As Lewis Steele explains, Manchester City can quite often play a 5-5 formation, overloading and overlapping the flanks of each wing with monstrous roaming midfielders like Kevin De Bruyne and Bernardo Silva. This is complimented by attacking runs from the likes of Kyle Walker and Danilo, but to most success with Benjamin Mendy, injury permitting. Indeed, Pep Guardiola has become more and more inclined to use his full-backs as what Steele describes as ‘auxiliary centre midfielders’, who have the skill set to both move infield or stay outfield to not only draw defenders in and out, but as part of the middle defensive to intercept counter-attacks as they happen and constantly recycle pressure.
It is not a reinvention of the wheel to suggest that it is the crucial midfield battles where the tie will be won and lost. Manchester City undoubtedly have better players and manager, but the game will not be as simple as City’s star men turning up to Gelsenkirchen and just winning. We have seen how brilliant attacking and defensive full-back displays can seriously blunt Manchester City. From the losses at Crystal Palace (Aaron Wan-Bissaka and Patrick Van Aanholt) and Leicester (Danilo Pereira and Ben Chillwell), to the tough win over Liverpool, where Andy Robertson and Trent Alexander-Arnold stood up to City’s malevolent wide men and fought them, pushing them back into defensive areas, and in the process each providing attacking width and defensive stability. This translates to an interesting battle of Tedesco’s system, which is heavily rooted in the strengths of its attacking full-backs Caligiuri and Oczipka, against Guardiola’s. It will be an interesting battle to see whose wide men will be pushed back further.

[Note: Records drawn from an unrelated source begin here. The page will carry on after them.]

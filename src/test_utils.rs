#[cfg(test)]
use std::sync::Mutex;

#[cfg(test)]
pub(crate) static ENV_LOCK: Mutex<()> = Mutex::new(());

#[cfg(test)]
pub(crate) static TRACING_LOCK: Mutex<()> = Mutex::new(());
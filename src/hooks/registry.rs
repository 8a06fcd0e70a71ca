use std::collections::HashMap;

use crate::hooks::events::{EventSeverity, HookKind, LifecycleEvent};

pub type HookFn = Box<dyn FnMut(&LifecycleEvent)>;

struct HookEntry {
    callback: HookFn,
    once: bool,
}

/// Named-hook registry: register under a [`HookKind`], trigger with a
/// [`LifecycleEvent`], unregister by name. Every trigger is also logged, so
/// lifecycle moments show up in diagnostics even with no hooks registered.
#[derive(Default)]
pub struct Hooks {
    handlers: HashMap<HookKind, Vec<HookEntry>>,
}

impl Hooks {
    pub fn new() -> Self {
        Self::default()
    }

    /// Register a hook that fires on every trigger of `kind`.
    pub fn on(&mut self, kind: HookKind, callback: impl FnMut(&LifecycleEvent) + 'static) {
        self.handlers.entry(kind).or_default().push(HookEntry {
            callback: Box::new(callback),
            once: false,
        });
    }

    /// Register a hook that fires on the next trigger of `kind`, then drops.
    pub fn once(&mut self, kind: HookKind, callback: impl FnMut(&LifecycleEvent) + 'static) {
        self.handlers.entry(kind).or_default().push(HookEntry {
            callback: Box::new(callback),
            once: true,
        });
    }

    /// Unregister every hook under `kind`.
    pub fn off(&mut self, kind: HookKind) {
        self.handlers.remove(&kind);
    }

    /// Dispatch `event` synchronously to every hook registered under its kind.
    pub fn trigger(&mut self, event: &LifecycleEvent) {
        match event.severity() {
            EventSeverity::Info => {
                tracing::debug!(event = event.event_type(), "lifecycle event")
            }
            EventSeverity::Warning => {
                tracing::warn!(event = event.event_type(), "lifecycle event")
            }
            EventSeverity::Error => {
                tracing::error!(event = event.event_type(), "lifecycle event")
            }
        }
        if let Some(entries) = self.handlers.get_mut(&event.kind()) {
            for entry in entries.iter_mut() {
                (entry.callback)(event);
            }
            entries.retain(|entry| !entry.once);
        }
    }

    pub fn is_empty(&self) -> bool {
        self.handlers.values().all(Vec::is_empty)
    }
}
use std::env;
use std::ffi::CString;
use std::io;
use std::os::unix::ffi::OsStrExt;
use std::path::{Path, PathBuf};
use std::process;
use std::sync::OnceLock;
use std::sync::atomic::{AtomicI32, Ordering};

use nix::unistd::{ForkResult, fork, setsid};
use tracing::warn;

use crate::daemon::pid::PidFile;

#[derive(Debug, thiserror::Error)]
pub enum DetachError {
    #[error("fork failed: {0}")]
    Fork(nix::Error),

    #[error("failed to become session leader: {0}")]
    SessionLeader(nix::Error),

    #[error("failed to change working directory to {path}: {source}")]
    Workdir { path: PathBuf, source: io::Error },

    #[error("failed to redirect standard streams: {0}")]
    Redirect(io::Error),
}

/// The daemonizing sequence:
/// `Foreground → FirstFork → SessionLeader → SecondFork → Detached →
/// StreamsRedirected → Ready`.
///
/// Only the final background process returns, with its own pid; the original
/// process and the intermediate process exit inside. The intermediate process
/// writes the pid file with the grandchild's pid before exiting, which orphans
/// the grandchild onto init and guarantees it can never reacquire a
/// controlling terminal.
pub(crate) fn detach(pid_file: &PidFile, workdir: &Path) -> Result<u32, DetachError> {
    // SAFETY: fork before any threads exist; the surviving child only runs
    // the sequence below.
    match unsafe { fork() }.map_err(DetachError::Fork)? {
        ForkResult::Parent { .. } => process::exit(0),
        ForkResult::Child => {}
    }

    setsid().map_err(DetachError::SessionLeader)?;
    env::set_current_dir(workdir).map_err(|source| DetachError::Workdir {
        path: workdir.to_path_buf(),
        source,
    })?;
    // Do not inherit the caller's file-creation mask.
    // SAFETY: umask only swaps the process mask.
    unsafe {
        libc::umask(0);
    }

    // SAFETY: as above; the intermediate parent only writes the pid file and
    // exits.
    match unsafe { fork() }.map_err(DetachError::Fork)? {
        ForkResult::Parent { child } => {
            if let Err(err) = pid_file.write(child.as_raw() as u32) {
                warn!(error = %err, path = %pid_file.path().display(), "failed to write PID file");
            }
            process::exit(0);
        }
        ForkResult::Child => {}
    }

    let pid = process::id();
    redirect_streams().map_err(DetachError::Redirect)?;
    register_exit_cleanup(pid_file.path(), pid);
    Ok(pid)
}

/// Close the inherited terminal descriptors by pointing fds 0..=2 at the null
/// device.
fn redirect_streams() -> io::Result<()> {
    // SAFETY: raw descriptor plumbing on the three standard fds; the
    // duplicated null device stays open for the life of the process.
    unsafe {
        let fd = libc::open(c"/dev/null".as_ptr(), libc::O_RDWR);
        if fd < 0 {
            return Err(io::Error::last_os_error());
        }
        for target in 0..=2 {
            if libc::dup2(fd, target) < 0 {
                return Err(io::Error::last_os_error());
            }
        }
        if fd > 2 {
            libc::close(fd);
        }
    }
    Ok(())
}

static CLEANUP_PATH: OnceLock<CString> = OnceLock::new();
static CLEANUP_PID: AtomicI32 = AtomicI32::new(0);

extern "C" fn remove_pid_file_at_exit() {
    // Runs in any process that inherits the registration across a fork; only
    // the tracked daemon process may delete the file.
    // SAFETY: getpid and unlink on a NUL-terminated path owned by the static.
    unsafe {
        if libc::getpid() != CLEANUP_PID.load(Ordering::Relaxed) {
            return;
        }
        if let Some(path) = CLEANUP_PATH.get() {
            libc::unlink(path.as_ptr());
        }
    }
}

/// Delete the pid file when this exact process exits normally. Errors are
/// ignored on both registration and removal; cleanup must never block exit.
fn register_exit_cleanup(path: &Path, pid: u32) {
    let Ok(cpath) = CString::new(path.as_os_str().as_bytes()) else {
        return;
    };
    let _ = CLEANUP_PATH.set(cpath);
    CLEANUP_PID.store(pid as i32, Ordering::Relaxed);
    // SAFETY: the handler only reads the statics set above and calls libc.
    unsafe {
        libc::atexit(remove_pid_file_at_exit);
    }
}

Though it might be unfortunate that Schalke have lost so much of what makes them great through successive summers, what makes them better, and what makes Tedesco better, is that they keep getting back up. Should the Schalke board give him time and backing, Tedesco can continue to make progress in Gelsenkirchen. He is cultivating a side which is strong thanks to its reliance on a team rather than one player in terms of pure numbers, yet simultaneously seems weaker than most when it loses any of its valuable cogs: a balance is required. Next season, unlikely to be burdened by European football, Schalke can once again focus on the league and upending the vast swathes of German clubs competing for the right to be second best. And so, the cycle goes on.